How can we transfer all the knowledge acquired from the academic world into a production-ready environment integrated into a customer’s workflow?

One of the main issues we faced was object detection. We approached the problem investigating the current literature and we found various approaches from which we built a knowledge baseline to develop our own custom object detector.

An example of these awesome models for object detection is Yolo2 which was built by its author on top of a completely custom deep learning framework, terrific in classifying holidays pictures but not well suitable for real world problems.

Fig.1 — Terrific results on holidays pictures with Yolo2

We enjoyed playing with those technologies so much that we wanted to apply them to video content such as movies, tv series, live shows and see if, for example, we could also correctly identify all such animals in movies like Ace Ventura: When Nature Calls.

For this purpose, we need an infrastructure which allows us to extract all the frames in the video content and analyse them with multiple models in order to identify different concepts and provide and output a descriptive metadata about what is happening in the selected scene. What is being described here is an architecture which satisfies multiple requisites:

Easily integrated with existing environments
Ability to scale up/down depending on customers needs providing real-time metadata of the analysed video content
Capability to be monitored and view the results
Providing some fault tolerance
Able to interact with different hardware such as GPU or CPU

Our previous experience from the big-data world suggested a good way to tackle the problem: a distributed approach to deep-learning based analysis of video content using top-notch technologies and frameworks such as Apache Spark and Apache Kafka the big-data driven database Apache Cassandra, everything enriched by a JVM environment and Scala programming language.

If none of these names are familiar with you don’t worry, I’ll explain in the following sections why exactly we need them.

Apache Kafka

Apache Kafka is a streaming platform which from their website is presented as a platform with three key capabilities:

Publish and subscribe to streams of records, similar to a message queue or enterprise messaging system.
Store streams of records in a fault-tolerant durable way.
Process streams of records as they occur.

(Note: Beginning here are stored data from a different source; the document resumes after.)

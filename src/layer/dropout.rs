//! Stochastic regularization layers.
//!
//! Both layers are the identity in `Mode::Deterministic`.

use faer::{Mat, MatRef};
use rand::Rng;

use super::StepHistory;
use crate::{
    Context, LayerConfig, Module, NnError, Result,
    utils::{check_shape, shape, zip_map},
};

fn check_ratio(layer: &str, ratio: f64) -> Result<()> {
    if !(0.0..1.0).contains(&ratio) {
        return Err(NnError::degenerate(format!(
            "{layer} probability must lie in [0, 1), got {ratio}"
        )));
    }
    Ok(())
}

/// Draws a keep mask: `1` with probability `1 - ratio`, else `0`.
fn keep_mask(ctx: &mut Context, ratio: f64, nrows: usize, ncols: usize) -> Mat<f64> {
    Mat::from_fn(nrows, ncols, |_, _| {
        if ctx.rng.random::<f64>() >= ratio { 1.0 } else { 0.0 }
    })
}

/// Zeroes each element with probability `ratio` and rescales survivors by
/// `1 / (1 - ratio)` so the expected output equals the input.
#[derive(Debug, Clone)]
pub struct Dropout {
    ratio: f64,
    /// Scaled mask of each pending forward call; `None` for a pass-through.
    history: StepHistory<Option<Mat<f64>>>,
}

impl Dropout {
    pub fn new(ratio: f64) -> Result<Self> {
        check_ratio("dropout", ratio)?;
        Ok(Self {
            ratio,
            history: StepHistory::default(),
        })
    }

    pub fn ratio(&self) -> f64 {
        self.ratio
    }

    /// Scaled mask drawn by the latest stochastic forward call.
    pub fn mask(&self) -> Option<MatRef<'_, f64>> {
        self.history.latest()?.as_ref().map(|m| m.as_ref())
    }
}

impl Module for Dropout {
    fn name(&self) -> &'static str {
        "dropout"
    }

    fn forward(
        &mut self,
        ctx: &mut Context,
        _params: &[f64],
        input: MatRef<'_, f64>,
    ) -> Result<Mat<f64>> {
        if ctx.is_deterministic() {
            self.history.push(None);
            return Ok(input.to_owned());
        }
        let scale = 1.0 / (1.0 - self.ratio);
        let mut mask = keep_mask(ctx, self.ratio, input.nrows(), input.ncols());
        for j in 0..mask.ncols() {
            for i in 0..mask.nrows() {
                mask[(i, j)] *= scale;
            }
        }
        let output = zip_map(input, mask.as_ref(), |x, m| x * m);
        self.history.push(Some(mask));
        Ok(output)
    }

    fn backward(
        &mut self,
        _params: &[f64],
        input: MatRef<'_, f64>,
        output_grad: MatRef<'_, f64>,
    ) -> Result<Mat<f64>> {
        check_shape(self.name(), output_grad, shape(input))?;
        match self.history.activate_latest() {
            Some(Some(mask)) => Ok(zip_map(output_grad, mask.as_ref(), |dy, m| dy * m)),
            Some(None) => Ok(output_grad.to_owned()),
            None => Err(NnError::invalid("dropout: backward without a matching forward")),
        }
    }

    fn begin_sequence(&mut self) {
        self.history.clear();
    }

    fn config(&self) -> LayerConfig {
        LayerConfig::Dropout { ratio: self.ratio }
    }
}

/// `-lambda * alpha` of the SELU activation: the value SELU saturates to.
const ALPHA_DASH: f64 = -1.7580993408473766;

/// Self-normalizing dropout: dropped elements are set to the SELU
/// saturation value and the result is affinely corrected so that zero mean
/// and unit variance inputs keep their mean and variance.
#[derive(Debug, Clone)]
pub struct AlphaDropout {
    ratio: f64,
    a: f64,
    b: f64,
    /// Unscaled keep mask of each pending forward call.
    history: StepHistory<Option<Mat<f64>>>,
}

impl AlphaDropout {
    pub fn new(ratio: f64) -> Result<Self> {
        check_ratio("alpha dropout", ratio)?;
        let a = ((1.0 - ratio) * (1.0 + ratio * ALPHA_DASH.powi(2))).powf(-0.5);
        let b = -a * ALPHA_DASH * ratio;
        Ok(Self {
            ratio,
            a,
            b,
            history: StepHistory::default(),
        })
    }

    pub fn ratio(&self) -> f64 {
        self.ratio
    }

    /// Keep mask (`1` kept, `0` dropped) of the latest stochastic forward call.
    pub fn mask(&self) -> Option<MatRef<'_, f64>> {
        self.history.latest()?.as_ref().map(|m| m.as_ref())
    }
}

impl Module for AlphaDropout {
    fn name(&self) -> &'static str {
        "alpha_dropout"
    }

    fn forward(
        &mut self,
        ctx: &mut Context,
        _params: &[f64],
        input: MatRef<'_, f64>,
    ) -> Result<Mat<f64>> {
        if ctx.is_deterministic() {
            self.history.push(None);
            return Ok(input.to_owned());
        }
        let mask = keep_mask(ctx, self.ratio, input.nrows(), input.ncols());
        let (a, b) = (self.a, self.b);
        let output = zip_map(input, mask.as_ref(), |x, m| {
            a * (x * m + ALPHA_DASH * (1.0 - m)) + b
        });
        self.history.push(Some(mask));
        Ok(output)
    }

    fn backward(
        &mut self,
        _params: &[f64],
        input: MatRef<'_, f64>,
        output_grad: MatRef<'_, f64>,
    ) -> Result<Mat<f64>> {
        check_shape(self.name(), output_grad, shape(input))?;
        let a = self.a;
        match self.history.activate_latest() {
            Some(Some(mask)) => Ok(zip_map(output_grad, mask.as_ref(), |dy, m| dy * m * a)),
            Some(None) => Ok(output_grad.to_owned()),
            None => Err(NnError::invalid(
                "alpha dropout: backward without a matching forward",
            )),
        }
    }

    fn begin_sequence(&mut self) {
        self.history.clear();
    }

    fn config(&self) -> LayerConfig {
        LayerConfig::AlphaDropout { ratio: self.ratio }
    }
}

#[cfg(test)]
mod tests {
    use approx::assert_abs_diff_eq;

    use super::*;

    fn filled(n: usize, value: f64) -> Mat<f64> {
        Mat::from_fn(n, 1, |_, _| value)
    }

    #[test]
    fn expected_value_is_preserved() {
        let p = 0.2;
        let input = filled(1000, 1.0 - p);
        let mut layer = Dropout::new(p).unwrap();
        let mut ctx = Context::training(42);
        let output = layer.forward(&mut ctx, &[], input.as_ref()).unwrap();
        assert_abs_diff_eq!(output.sum() / 1000.0, 1.0 - p, epsilon = 0.05);
        let delta = layer.backward(&[], input.as_ref(), input.as_ref()).unwrap();
        assert_abs_diff_eq!(delta.sum() / 1000.0, 1.0 - p, epsilon = 0.05);

        ctx.mode = crate::Mode::Deterministic;
        let output = layer.forward(&mut ctx, &[], input.as_ref()).unwrap();
        assert_eq!(output.sum(), input.sum());
    }

    #[test]
    fn drop_rate_matches_probability() {
        let input = filled(1500, 1.0);
        let mut ctx = Context::training(7);
        for p in [0.1, 0.3, 0.4, 0.7, 0.8] {
            let mut kept = 0usize;
            for _ in 0..10 {
                let mut layer = Dropout::new(p).unwrap();
                let output = layer.forward(&mut ctx, &[], input.as_ref()).unwrap();
                kept += (0..1500).filter(|&i| output[(i, 0)] != 0.0).count();
            }
            let expected = 1500.0 * (1.0 - p) * 10.0;
            assert!((kept as f64 - expected).abs() / expected <= 0.15);
        }
    }

    #[test]
    fn alpha_dropout_keeps_mean_and_variance() {
        use rand::SeedableRng;
        use rand_distr::{Distribution, StandardNormal};

        let mut rng = rand::rngs::StdRng::seed_from_u64(5);
        let input = Mat::from_fn(1000, 1, |_, _| {
            let x: f64 = StandardNormal.sample(&mut rng);
            x
        });
        let mean = |m: &Mat<f64>| m.sum() / m.nrows() as f64;
        let var = |m: &Mat<f64>| {
            let mu = mean(m);
            (0..m.nrows()).map(|i| (m[(i, 0)] - mu).powi(2)).sum::<f64>() / (m.nrows() - 1) as f64
        };

        let mut layer = AlphaDropout::new(0.2).unwrap();
        let mut ctx = Context::training(5);
        let output = layer.forward(&mut ctx, &[], input.as_ref()).unwrap();
        assert_abs_diff_eq!(mean(&input), mean(&output), epsilon = 0.1);
        assert_abs_diff_eq!(var(&input), var(&output), epsilon = 0.1);

        let kept = layer.mask().unwrap().sum();
        assert!((kept / 1000.0 - 0.8).abs() < 0.05);

        ctx.mode = crate::Mode::Deterministic;
        let output = layer.forward(&mut ctx, &[], input.as_ref()).unwrap();
        assert_eq!(output.sum(), input.sum());
    }

    #[test]
    fn rejects_out_of_range_probability() {
        assert!(matches!(
            Dropout::new(1.0),
            Err(NnError::NumericDegenerate { .. })
        ));
        assert!(AlphaDropout::new(-0.1).is_err());
    }
}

The key point here regards the stream of records which in our case is a video stream composed of serialized video frames pushed on Kafka which will work as a distributed queue.

The advantage of this approach to the extraction of the frames of a video allows us to completely decouple the source of data (which can be a single video, multiple videos, a single or multiple live video stream from UDP sockets) from the effective analysis pipeline.

Using this approach with multiple video sources we are now able to provide to the real analysis core software a distributed queue where all the frames of the video sources are stored, which is a perfect scenario for a distributed and scalable application.

Apache Spark

Spark is described by its creators as “a fast and general-purpose cluster computing system”.

In literature you can find a huge amount of material regarding Spark as it’s the commonly selected software used for big-data analytics.

In few words, it’s a distributed engine which allows the developer to forget about the distributed part of the software and focus on the analytics logic. All collections in Spark are distributed collections which can be obtained from numerous data sources and, guess what, Kafka is one of the most commonly used data source for such computations.

For this purpose we are going to use an extension of the core module of spark called Spark Streaming.

With Spark Streaming we can literally plug our computation to a potentially unlimited source of data and perform a completely distributed analysis on a cluster with a dynamic amount of resources depending on the actual data load.

Here is where the real computation happens: every node in the cluster is equipped with the desired hardware (generally GPUs for a faster computation), and has the capability to use the preferred deep learning models with the preferred deep learning framework (TensorFlow, PyTorch, MXNet, Caffe.. etc).

Every node in the cluster will not be specialized in a different task but potentially will be able to provide metadata about every single classification task in the system (face detection, object detection, brands detection... etc) over every possible frame of the video stream.

What is really interesting about this architecture is that you don’t need to distribute the frames of the video through the whole cluster but you can just focus on your inference and metadata aggregation logic.

Apache Cassandra

The purpose of this architecture is the extraction of descriptive metadata to be as precise as possible about what is happening in a video and we need a place to store them.

The amount of frame-by-frame metadata extracted is a factor which led us towards the use of a big-data driven database such as Cassandra. This database allows us to scale up and down with nodes regarding the amount of data we expect to find and allow us to be ready for future new models and classification patterns.

All Together

In Fig.2 you can see the overall architecture of the application proposed. All the pieces described previously fit together allowing a completely distributed video analysis.

The contact point for the users will be the Cassandra DB, on which we can build applications able to interact with metadata extracted from the analysed video contents and show them in the way we prefer.

The real core of the artificial intelligence is the Apache Spark infrastructure which allows us to completely forget about all the network and distribution-related issues and focus just on the real machine learning algorithms.

Fig.2 — Overall distributed video-analysis architecture

Results

As promised in the introduction (and probably the reason you reached this point of this article) we are now able to show the results of a video content analysed with the presented infrastructure.

Results are visualized through a web interface where the extracted metadata are directly plotted on the input video.

Fig.3 — Data visualization with Metaliquid player

Now elephants and jungle animals are recognized as entities in this small video along with people and vehicles and the data is persistent and saved on Cassandra ready to be exploited and analysed.

Conclusion

In this article we did not go through many technical details about the implementation of the workflow, but we presented a framework which is to be intended as a general structure for a distributed video-analysis.

This approach gave us optimal results for offline analysis, the ability to scale up & down with resources gave us the perfect flexibility to reach the performance we wanted in terms of analysis speed.

Spark Streaming however is not a real stream processing but rather a batch-based processing and, even using small batches of frames we would necessarily have a small latency between data analysis and the produced results, making the whole approach not really suitable for real-time stream analysis.

I hope this gave you an idea on how academic problem solving can be tackled and implemented in the real world and of course, for any question do not hesitate to ask.

DISCLAIMER

“No animals were harmed in the making of this article”